Required work:
Once you find the line with "pub enum CommandResult" in the data that follows, repeat it and every line after it exactly, through the line with "pub fn is_success(&self)".

Stored records:
------------------------------------------------

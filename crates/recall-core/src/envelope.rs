// SPDX-FileCopyrightText: 2026 Recall Contributors
// SPDX-License-Identifier: MIT OR Apache-2.0

//! Flat JSON envelope returned to the host for every command.
//!
//! Success: `{"success": true, ...payload}`.
//! Failure: `{"success": false, "error": "..."}`.

use serde::Serialize;
use serde_json::{Map, Value};

use crate::error::RecallError;

/// Outcome of a command, serialized as a flat JSON object.
#[derive(Debug, Clone, PartialEq)]
pub enum CommandResult {
    Success(Map<String, Value>),
    Failure(String),
}

impl CommandResult {
    /// Wrap a payload. Object payloads are flattened into the envelope;
    /// anything else lands under `result`.
    pub fn ok(payload: impl Serialize) -> Self {
        match serde_json::to_value(payload) {
            Ok(Value::Object(map)) => CommandResult::Success(map),
            Ok(Value::Null) => CommandResult::Success(Map::new()),
            Ok(other) => {
                let mut map = Map::new();
                map.insert("result".to_string(), other);
                CommandResult::Success(map)
            }
            Err(e) => CommandResult::Failure(format!("failed to serialize result: {e}")),
        }
    }

    pub fn err(message: impl Into<String>) -> Self {
        CommandResult::Failure(message.into())
    }

    pub fn is_success(&self) -> bool {
        matches!(self, CommandResult::Success(_))
    }

    /// The envelope as a JSON value.
    pub fn to_value(&self) -> Value {
        match self {
            CommandResult::Success(payload) => {
                let mut map = payload.clone();
                map.insert("success".to_string(), Value::Bool(true));
                Value::Object(map)
            }
            CommandResult::Failure(error) => {
                let mut map = Map::new();
                map.insert("success".to_string(), Value::Bool(false));
                map.insert("error".to_string(), Value::String(error.clone()));
                Value::Object(map)
            }
        }
    }

    /// The envelope as a JSON string.
    pub fn to_json(&self) -> String {
        self.to_value().to_string()
    }
}

impl From<RecallError> for CommandResult {
    fn from(e: RecallError) -> Self {
        CommandResult::Failure(e.to_string())
    }
}

impl<T: Serialize> From<Result<T, RecallError>> for CommandResult {
    fn from(result: Result<T, RecallError>) -> Self {
        match result {
            Ok(payload) => CommandResult::ok(payload),
            Err(e) => e.into(),
        }
    }
}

------------------------------------------------

Output of the task:
pub enum CommandResult {
    Success(Map<String, Value>),
    Failure(String),
}

impl CommandResult {
    /// Wrap a payload. Object payloads are flattened into the envelope;
    /// anything else lands under `result`.
    pub fn ok(payload: impl Serialize) -> Self {
        match serde_json::to_value(payload) {
            Ok(Value::Object(map)) => CommandResult::Success(map),
            Ok(Value::Null) => CommandResult::Success(Map::new()),
            Ok(other) => {
                let mut map = Map::new();
                map.insert("result".to_string(), other);
                CommandResult::Success(map)
            }
            Err(e) => CommandResult::Failure(format!("failed to serialize result: {e}")),
        }
    }

    pub fn err(message: impl Into<String>) -> Self {
        CommandResult::Failure(message.into())
    }

    pub fn is_success(&self) -> bool {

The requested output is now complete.